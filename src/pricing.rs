//! Package catalog and add-on pricing.
//!
//! Prices are whole euros. [`compute_total_price`] is shared by the
//! individual, bulk and admin registration paths.

use serde::{Deserialize, Serialize};
use std::fmt;
use std::str::FromStr;

pub const GUINNESS_PRICE: u32 = 30;
pub const GREEK_NIGHT_PRICE: u32 = 40;

#[derive(Debug, Clone, Copy, PartialEq, Eq, Hash, Serialize, Deserialize, sqlx::Type)]
#[serde(rename_all = "kebab-case")]
#[sqlx(rename_all = "kebab-case")]
pub enum Package {
    GuinnessOnly,
    GreekNightOnly,
    StarterPass,
    ExplorerPass,
    EnthusiastPass,
    FullPass,
}

#[derive(Debug, Clone, Copy, PartialEq, Eq, Hash, Serialize, Deserialize)]
#[serde(rename_all = "kebab-case")]
pub enum AddOn {
    Guinness,
    GreekNight,
}

impl AddOn {
    pub const fn price(self) -> u32 {
        match self {
            AddOn::Guinness => GUINNESS_PRICE,
            AddOn::GreekNight => GREEK_NIGHT_PRICE,
        }
    }
}

/// The add-ons a registrant ticked in the form.
#[derive(Debug, Clone, Copy, Default, PartialEq, Eq, Serialize, Deserialize)]
#[serde(rename_all = "camelCase")]
pub struct AddOns {
    pub guinness: bool,
    pub greek_night: bool,
}

impl AddOns {
    pub const NONE: AddOns = AddOns {
        guinness: false,
        greek_night: false,
    };

    pub const fn new(guinness: bool, greek_night: bool) -> Self {
        Self {
            guinness,
            greek_night,
        }
    }

    const fn selected(self, addon: AddOn) -> bool {
        match addon {
            AddOn::Guinness => self.guinness,
            AddOn::GreekNight => self.greek_night,
        }
    }
}

impl Package {
    pub const ALL: [Package; 6] = [
        Package::GuinnessOnly,
        Package::GreekNightOnly,
        Package::StarterPass,
        Package::ExplorerPass,
        Package::EnthusiastPass,
        Package::FullPass,
    ];

    pub const fn id(self) -> &'static str {
        match self {
            Package::GuinnessOnly => "guinness-only",
            Package::GreekNightOnly => "greek-night-only",
            Package::StarterPass => "starter-pass",
            Package::ExplorerPass => "explorer-pass",
            Package::EnthusiastPass => "enthusiast-pass",
            Package::FullPass => "full-pass",
        }
    }

    pub const fn base_price(self) -> u32 {
        match self {
            Package::GuinnessOnly => 30,
            Package::GreekNightOnly => 40,
            Package::StarterPass => 70,
            Package::ExplorerPass => 100,
            Package::EnthusiastPass => 160,
            Package::FullPass => 260,
        }
    }

    /// Add-ons that come with the package and cannot be bought again.
    pub fn inherent_add_ons(self) -> &'static [AddOn] {
        match self {
            Package::FullPass => &[AddOn::Guinness, AddOn::GreekNight],
            Package::GuinnessOnly => &[AddOn::Guinness],
            Package::GreekNightOnly => &[AddOn::GreekNight],
            Package::StarterPass | Package::ExplorerPass | Package::EnthusiastPass => &[],
        }
    }

    /// Add-ons the UI may offer for purchase on top of the package.
    pub fn purchasable_add_ons(self) -> &'static [AddOn] {
        match self {
            Package::FullPass => &[],
            Package::GuinnessOnly => &[AddOn::GreekNight],
            Package::GreekNightOnly => &[AddOn::Guinness],
            Package::StarterPass | Package::ExplorerPass | Package::EnthusiastPass => {
                &[AddOn::Guinness, AddOn::GreekNight]
            }
        }
    }

    pub fn includes(self, addon: AddOn) -> bool {
        self.inherent_add_ons().contains(&addon)
    }

    /// Flags as persisted on a participant: inherent add-ons are always set,
    /// purchasable ones follow the selection.
    pub fn effective_add_ons(self, selected: AddOns) -> AddOns {
        AddOns {
            guinness: self.includes(AddOn::Guinness) || selected.guinness,
            greek_night: self.includes(AddOn::GreekNight) || selected.greek_night,
        }
    }

    /// Inverse of [`Package::effective_add_ons`]: what was bought on top of
    /// the package, given the stored flags.
    pub fn purchased_add_ons(self, stored: AddOns) -> AddOns {
        AddOns {
            guinness: stored.guinness && !self.includes(AddOn::Guinness),
            greek_night: stored.greek_night && !self.includes(AddOn::GreekNight),
        }
    }
}

impl fmt::Display for Package {
    fn fmt(&self, f: &mut fmt::Formatter<'_>) -> fmt::Result {
        f.write_str(self.id())
    }
}

#[derive(Debug, Clone, PartialEq, Eq, thiserror::Error)]
#[error("Unknown package: {0}")]
pub struct UnknownPackage(pub String);

impl FromStr for Package {
    type Err = UnknownPackage;

    fn from_str(s: &str) -> Result<Self, Self::Err> {
        Package::ALL
            .into_iter()
            .find(|p| p.id() == s.trim())
            .ok_or_else(|| UnknownPackage(s.to_string()))
    }
}

pub fn compute_total_price(package: Package, selected: AddOns) -> u32 {
    package
        .purchasable_add_ons()
        .iter()
        .filter(|addon| selected.selected(**addon))
        .fold(package.base_price(), |total, addon| total + addon.price())
}

/// Catalog entry served to the registration UI.
#[derive(Debug, Clone, Serialize)]
#[serde(rename_all = "camelCase")]
pub struct PackageInfo {
    pub id: Package,
    pub base_price: u32,
    pub included_add_ons: Vec<AddOn>,
    pub purchasable_add_ons: Vec<AddOnPrice>,
}

#[derive(Debug, Clone, Serialize)]
pub struct AddOnPrice {
    pub id: AddOn,
    pub price: u32,
}

pub fn catalog() -> Vec<PackageInfo> {
    Package::ALL
        .into_iter()
        .map(|p| PackageInfo {
            id: p,
            base_price: p.base_price(),
            included_add_ons: p.inherent_add_ons().to_vec(),
            purchasable_add_ons: p
                .purchasable_add_ons()
                .iter()
                .map(|a| AddOnPrice {
                    id: *a,
                    price: a.price(),
                })
                .collect(),
        })
        .collect()
}

#[cfg(test)]
mod tests {
    use super::*;

    #[test]
    fn class_passes_charge_each_addon_independently() {
        for (package, base) in [
            (Package::StarterPass, 70),
            (Package::ExplorerPass, 100),
            (Package::EnthusiastPass, 160),
        ] {
            assert_eq!(compute_total_price(package, AddOns::NONE), base);
            assert_eq!(compute_total_price(package, AddOns::new(true, false)), base + 30);
            assert_eq!(compute_total_price(package, AddOns::new(false, true)), base + 40);
            assert_eq!(compute_total_price(package, AddOns::new(true, true)), base + 70);
        }
        assert_eq!(
            compute_total_price(Package::StarterPass, AddOns::new(true, true)),
            140
        );
    }

    #[test]
    fn full_pass_never_double_charges() {
        assert_eq!(compute_total_price(Package::FullPass, AddOns::new(true, true)), 260);
        assert_eq!(compute_total_price(Package::FullPass, AddOns::NONE), 260);
        assert!(Package::FullPass.purchasable_add_ons().is_empty());
    }

    #[test]
    fn single_event_packages_only_sell_the_other_addon() {
        assert_eq!(compute_total_price(Package::GuinnessOnly, AddOns::new(true, false)), 30);
        assert_eq!(compute_total_price(Package::GuinnessOnly, AddOns::new(true, true)), 70);
        assert_eq!(compute_total_price(Package::GreekNightOnly, AddOns::new(false, true)), 40);
        assert_eq!(compute_total_price(Package::GreekNightOnly, AddOns::new(true, true)), 70);
    }

    #[test]
    fn effective_addons_include_inherent_ones() {
        assert_eq!(
            Package::FullPass.effective_add_ons(AddOns::NONE),
            AddOns::new(true, true)
        );
        assert_eq!(
            Package::GuinnessOnly.effective_add_ons(AddOns::NONE),
            AddOns::new(true, false)
        );
        assert_eq!(
            Package::ExplorerPass.effective_add_ons(AddOns::new(false, true)),
            AddOns::new(false, true)
        );
    }

    #[test]
    fn purchased_addons_drop_what_the_package_brought() {
        assert_eq!(
            Package::FullPass.purchased_add_ons(AddOns::new(true, true)),
            AddOns::NONE
        );
        assert_eq!(
            Package::GuinnessOnly.purchased_add_ons(AddOns::new(true, true)),
            AddOns::new(false, true)
        );
        assert_eq!(
            Package::StarterPass.purchased_add_ons(AddOns::new(true, false)),
            AddOns::new(true, false)
        );
    }

    #[test]
    fn package_ids_round_trip_through_serde_and_from_str() {
        for package in Package::ALL {
            let json = serde_json::to_string(&package).unwrap();
            assert_eq!(json, format!("\"{}\"", package.id()));
            assert_eq!(package.id().parse::<Package>().unwrap(), package);
        }
        assert!("vip-pass".parse::<Package>().is_err());
    }

    #[test]
    fn catalog_lists_every_package() {
        let catalog = catalog();
        assert_eq!(catalog.len(), Package::ALL.len());
        let full = catalog.iter().find(|p| p.id == Package::FullPass).unwrap();
        assert_eq!(full.included_add_ons.len(), 2);
    }
}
◇ ◇ ◇
▶ _Work request_:
Select the lines in this material that hold the word "impl", leaving none out.

▶ _Exercise answer_:
impl AddOn {
impl AddOns {
impl Package {
impl fmt::Display for Package {
impl FromStr for Package {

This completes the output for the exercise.